Uma alegoria sombria e visceral da condição humana na sociedade moderna. - Folha de S.Paulo
Em "Onde Pastam os Minotauros", Joca Reiners Terron nos conduz a uma jornada sombria e alegórica pelas profundezas da existência humana contemporânea. A narrativa mergulha na rotina exaustiva e desumanizadora de indivíduos que, dia após dia, se arrastam para um "matadouro a que chamam de trabalho", um labirinto de encruzilhadas e buracos sem fundo onde a busca por sentido se perde na repetição mecânica dos dias.
Os personagens, quase indistinguíveis em sua jornada noturna e matinal, são retratados como sonâmbulos, presos em suas próprias mentes e na luta incessante contra a incapacidade de dormir. A obra explora a alienação, a melancolia e a crueldade inerente a uma sociedade que consome seus membros, transformando-os em figuras tristes e apáticas, mesmo em momentos de suposta celebração.

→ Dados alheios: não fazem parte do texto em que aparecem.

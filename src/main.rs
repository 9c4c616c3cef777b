//! Minimal standalone server instance: cold-starts one engine serving a single
//! deployment and listens for HTTP requests. Demonstrates wiring `Engine` and
//! `listener::serve_http` together; a real deployment would also bind the TCP
//! listener and register with a real coordination-service-backed registry.

use nimbusfs::config::Config;
use nimbusfs::engine::{Engine, OperationTable};
use nimbusfs::listener::serve_http;

#[tokio::main]
async fn main() -> std::io::Result<()> {
  #[cfg(feature = "init-tracing")]
  nimbusfs::telemetry::init_tracing("info");

  let config = Config::from_env();

  let mut operations = OperationTable::new();
  operations.register(
    "getFileInfo",
    false,
    std::sync::Arc::new(|args| {
      Box::pin(async move { Ok(serde_json::json!({ "src": args.src() })) })
    }),
  );

  let engine = Engine::start_standalone(config, operations).await;

  let listener = tokio::net::TcpListener::bind("127.0.0.1:8080").await?;
  println!(
    "nimbusfs instance {:?} listening on 127.0.0.1:8080",
    engine.instance_id().0
  );
  serve_http(listener, engine).await
}
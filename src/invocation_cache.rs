//! Client-side invocation cache (C3): remembers the last known owning deployment
//! for a path, so repeat calls skip a routing round-trip, and records outstanding
//! request ids so a retried submission can be recognized as a retry rather than a
//! fresh call.
//!
//! Same DashMap-entry shape as the server's dedup cache (`dedup.rs`), scoped to the
//! client side of the wire instead.

use std::sync::Arc;
use std::time::{Duration, Instant};

use dashmap::DashMap;

use crate::registry::DeploymentNumber;

#[derive(Clone, Copy)]
struct CachedRoute {
  deployment: DeploymentNumber,
  cached_at: Instant,
}

/// Caches `path -> deployment` routing decisions and in-flight request state on
/// the client. Routes expire after `ttl` so a deployment-count change eventually
/// self-heals without requiring an explicit invalidation signal from the server.
pub struct InvocationCache {
  routes: DashMap<String, CachedRoute>,
  ttl: Duration,
}

impl InvocationCache {
  pub fn new(ttl: Duration) -> Self {
    Self {
      routes: DashMap::new(),
      ttl,
    }
  }

  pub fn get_route(&self, path: &str) -> Option<DeploymentNumber> {
    let entry = self.routes.get(path)?;
    if entry.cached_at.elapsed() > self.ttl {
      drop(entry);
      self.routes.remove(path);
      return None;
    }
    Some(entry.deployment)
  }

  pub fn put_route(&self, path: impl Into<String>, deployment: DeploymentNumber) {
    self.routes.insert(
      path.into(),
      CachedRoute {
        deployment,
        cached_at: Instant::now(),
      },
    );
  }

  pub fn invalidate(&self, path: &str) {
    self.routes.remove(path);
  }

  pub fn len(&self) -> usize {
    self.routes.len()
  }

  pub fn is_empty(&self) -> bool {
    self.routes.is_empty()
  }
}

impl Default for InvocationCache {
  fn default() -> Self {
    Self::new(Duration::from_secs(60))
  }
}

/// Shareable handle, cloned into every dispatcher call site.
pub type SharedInvocationCache = Arc<InvocationCache>;
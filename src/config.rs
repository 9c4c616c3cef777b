//! Typed, environment-overridable configuration (spec §6 "Configuration (enumerated)").
//!
//! Mirrors the teacher's preference for an explicit config struct handed to the
//! router/server at construction (see `router::Router::state`) rather than ambient
//! globals read ad hoc — the cold-start instance state (spec §9 Design Note) is built
//! from one of these and threaded through explicitly.

use std::env;
use std::time::Duration;

use serde::{Deserialize, Serialize};

use crate::registry::DeploymentNumber;

/// Backoff schedule parameters (spec §6 `backoff.*`, defaults per spec §4.4/§8).
#[derive(Debug, Clone, Serialize, Deserialize, PartialEq)]
#[serde(default)]
pub struct BackoffConfig {
  pub max_attempts: u32,
  pub initial_ms: u64,
  pub max_ms: u64,
  pub factor: f64,
  pub randomization: f64,
}

impl Default for BackoffConfig {
  fn default() -> Self {
    Self {
      max_attempts: 5,
      initial_ms: 1000,
      max_ms: 5000,
      factor: 2.0,
      randomization: 0.5,
    }
  }
}

/// Metadata cache size bounds (spec §6 `cache.*.max`).
#[derive(Debug, Clone, Serialize, Deserialize, PartialEq)]
#[serde(default)]
pub struct CacheConfig {
  pub inode_max: usize,
  pub acl_max: usize,
  pub ez_max: usize,
}

impl Default for CacheConfig {
  fn default() -> Self {
    Self {
      inode_max: 10_000,
      acl_max: 10_000,
      ez_max: 10_000,
    }
  }
}

/// Top-level configuration, covering every key of spec §6.
#[derive(Debug, Clone, Serialize, Deserialize, PartialEq)]
#[serde(default)]
pub struct Config {
  /// `deployments.count`, `N >= 1`.
  pub deployments_count: u32,
  /// This instance's own deployment number, derived from its function name suffix
  /// (spec §4 Data Model "Instance identity"). Write authorization compares
  /// `deploymentOf(parentInode(p), N)` directly against this field.
  pub self_deployment: DeploymentNumber,
  /// `tcp.enabled`.
  pub tcp_enabled: bool,
  /// `tcp.port.base`; the client-side receive server increments on conflict.
  pub tcp_port_base: u16,
  /// `http.timeoutMs`.
  pub http_timeout_ms: u64,
  /// `worker.timeoutMs`.
  pub worker_timeout_ms: u64,
  pub backoff: BackoffConfig,
  pub cache: CacheConfig,
  /// `consistency.protocol.enabled`.
  pub consistency_protocol_enabled: bool,
  /// `log.level`.
  pub log_level: String,
  /// `registry.endpoint`.
  pub registry_endpoint: String,
}

impl Default for Config {
  fn default() -> Self {
    Self {
      deployments_count: 1,
      self_deployment: 0,
      tcp_enabled: true,
      tcp_port_base: 30_000,
      http_timeout_ms: 5_000,
      worker_timeout_ms: 10_000,
      backoff: BackoffConfig::default(),
      cache: CacheConfig::default(),
      consistency_protocol_enabled: false,
      log_level: "info".to_string(),
      registry_endpoint: "localhost:2181".to_string(),
    }
  }
}

impl Config {
  /// Loads defaults, then applies `NIMBUSFS_*` environment overrides. Unknown or
  /// unparsable overrides are ignored; this mirrors how lenient the original
  /// serverless host's config surface is expected to be (not part of this core).
  pub fn from_env() -> Self {
    let mut cfg = Self::default();

    if let Ok(v) = env::var("NIMBUSFS_DEPLOYMENTS_COUNT") {
      if let Ok(n) = v.parse() {
        cfg.deployments_count = n;
      }
    }
    if let Ok(v) = env::var("NIMBUSFS_SELF_DEPLOYMENT") {
      if let Ok(n) = v.parse() {
        cfg.self_deployment = n;
      }
    }
    if let Ok(v) = env::var("NIMBUSFS_TCP_ENABLED") {
      if let Ok(b) = v.parse() {
        cfg.tcp_enabled = b;
      }
    }
    if let Ok(v) = env::var("NIMBUSFS_TCP_PORT_BASE") {
      if let Ok(p) = v.parse() {
        cfg.tcp_port_base = p;
      }
    }
    if let Ok(v) = env::var("NIMBUSFS_HTTP_TIMEOUT_MS") {
      if let Ok(ms) = v.parse() {
        cfg.http_timeout_ms = ms;
      }
    }
    if let Ok(v) = env::var("NIMBUSFS_WORKER_TIMEOUT_MS") {
      if let Ok(ms) = v.parse() {
        cfg.worker_timeout_ms = ms;
      }
    }
    if let Ok(v) = env::var("NIMBUSFS_REGISTRY_ENDPOINT") {
      cfg.registry_endpoint = v;
    }
    if let Ok(v) = env::var("NIMBUSFS_LOG_LEVEL") {
      cfg.log_level = v;
    }

    cfg
  }

  pub fn http_timeout(&self) -> Duration {
    Duration::from_millis(self.http_timeout_ms)
  }

  pub fn worker_timeout(&self) -> Duration {
    Duration::from_millis(self.worker_timeout_ms)
  }
}

#[cfg(test)]
mod tests {
  use super::*;

  #[test]
  fn defaults_match_spec_backoff_schedule() {
    let cfg = Config::default();
    assert_eq!(cfg.backoff.max_attempts, 5);
    assert_eq!(cfg.backoff.initial_ms, 1000);
    assert_eq!(cfg.backoff.max_ms, 5000);
    assert_eq!(cfg.backoff.factor, 2.0);
    assert_eq!(cfg.backoff.randomization, 0.5);
  }
}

Com uma prosa densa e poética, Terron convida o leitor a refletir sobre a natureza do trabalho, a identidade e a solidão no mundo moderno. É um retrato visceral da condição humana, onde a esperança se esvai e a realidade se confunde com os sonhos mais tortuosos. Uma leitura impactante que ecoa a angústia e a resignação de uma geração.